Knowing this has helped me on the path of healing as I continue to make sense of my new world.
But admittedly, recovery is not a linear journey – some days are good, while some others are more difficult.
Just yesterday, I was driving my 4-year-old daughter, Selma, to the florist to pick up some flowers. We were going to get some white lilies and carnation (my father’s and mother’s favourites respectively) which I had intended to lay on their graves as we planned to visit them at their final resting place this weekend. I make this as a form of tradition the weekend before Eid every year, something I had grown up doing with my Dad as his parents died before I was born.

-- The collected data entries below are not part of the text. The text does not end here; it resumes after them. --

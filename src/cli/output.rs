//! CLI output formatting utilities.

use console::style;
use indicatif::{ProgressBar, ProgressStyle};

/// Output helper for CLI formatting.
pub struct Output;

impl Output {
    /// Print an info message.
    pub fn info(msg: &str) {
        println!("{} {}", style(">>").cyan().bold(), msg);
    }

    /// Print a success message.
    pub fn success(msg: &str) {
        println!("{} {}", style(">>").green().bold(), msg);
    }

    /// Print a warning message.
    pub fn warning(msg: &str) {
        eprintln!("{} {}", style(">>").yellow().bold(), msg);
    }

    /// Print an error message.
    pub fn error(msg: &str) {
        eprintln!("{} {}", style(">>").red().bold(), msg);
    }

    /// Print a header.
    pub fn header(msg: &str) {
        println!("\n{}", style(msg).bold().underlined());
    }

    /// Print a key-value pair.
    pub fn kv(key: &str, value: &str) {
        println!("  {}: {}", style(key).dim(), value);
    }

    /// Print a list item.
    pub fn list_item(msg: &str) {
        println!("  {} {}", style("*").cyan(), msg);
    }

    /// Print an indexed source.
    pub fn source_info(name: &str, chunks: u32, pages: u32, indexed_at: &str) {
        println!(
            "  {} {} ({} chunks, {} pages, {})",
            style("*").cyan(),
            style(name).bold(),
            chunks,
            pages,
            style(indexed_at).dim()
        );
    }

    /// Print a chat line from a participant.
    pub fn participant(name: &str, text: &str) {
        println!("{} {}", style(format!("{}:", name)).green().bold(), text);
    }

    /// Print the assistant's reply.
    pub fn assistant(text: &str) {
        println!("\n{} {}\n", style("ColabAI:").cyan().bold(), text);
    }

    /// Create a progress bar.
    pub fn progress_bar(len: u64, msg: &str) -> ProgressBar {
        let pb = ProgressBar::new(len);
        pb.set_style(
            ProgressStyle::default_bar()
                .template("{spinner:.green} [{elapsed_precise}] [{bar:40.cyan/blue}] {pos}/{len} {msg}")
                .unwrap()
                .progress_chars("#>-"),
        );
        pb.set_message(msg.to_string());
        pb
    }

    /// Create a spinner.
    pub fn spinner(msg: &str) -> ProgressBar {
        let pb = ProgressBar::new_spinner();
        pb.set_style(
            ProgressStyle::default_spinner()
                .template("{spinner:.green} {msg}")
                .unwrap(),
        );
        pb.set_message(msg.to_string());
        pb.enable_steady_tick(std::time::Duration::from_millis(100));
        pb
    }
}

While on the way to the florist, Selma innocently asked, “Mummy, why are your parents in the garden?”
When we lost my father last year, my husband and I took the time to explain what happened to her – telling her, factually, that his heart had stopped working and that he had died. Knowing that death is a completely abstract concept for an almost 4-year-old to grasp, I then told her that he is now resting in a garden, and while he won’t be coming back, we can always visit him there. I thought that by calling his grave a “garden”, she would take comfort in this new place where her grandfather is resting at.
“Are your parents in the soil? Can we dig the soil to see them?” she continued innocently.
As a mother, I know that my children look up to me to be a steady force, a solid person and someone they can rely on for answers. I try to be this person, often, though sometimes, questions like those tug at my inner child who is buried somewhere within me.
This is not the first time I’ve had to reconcile with difficult questions from my daughter – and by difficult, I mean emotionally tough. Not too long ago, Selma burst into tears when she found out that we’d got to put up my father’s house for sale. She got genuinely upset, asking me why we had to sell the house off. “But Atok love this house. I love this house. Where would my cousin and I jump on the big bed then?” she asked, referencing the queen-sized bed that she and her cousin had made into an indoor trampoline whenever they got together at my father’s house.
I came to realise that my daughter is merely projecting my inner child – the kid in my subconscious who is still grappling with this new reality that she has found herself in. This kid does not seem to go away, and I don’t think she ever will.
This Mother’s Day, while I fully embrace my identity as a mother to my two beautiful children, I also celebrate the inner child within me, and my parents for being that steady presence I have learnt to emulate.
Happy Mother’s Day. Miss you everyday, Ibu.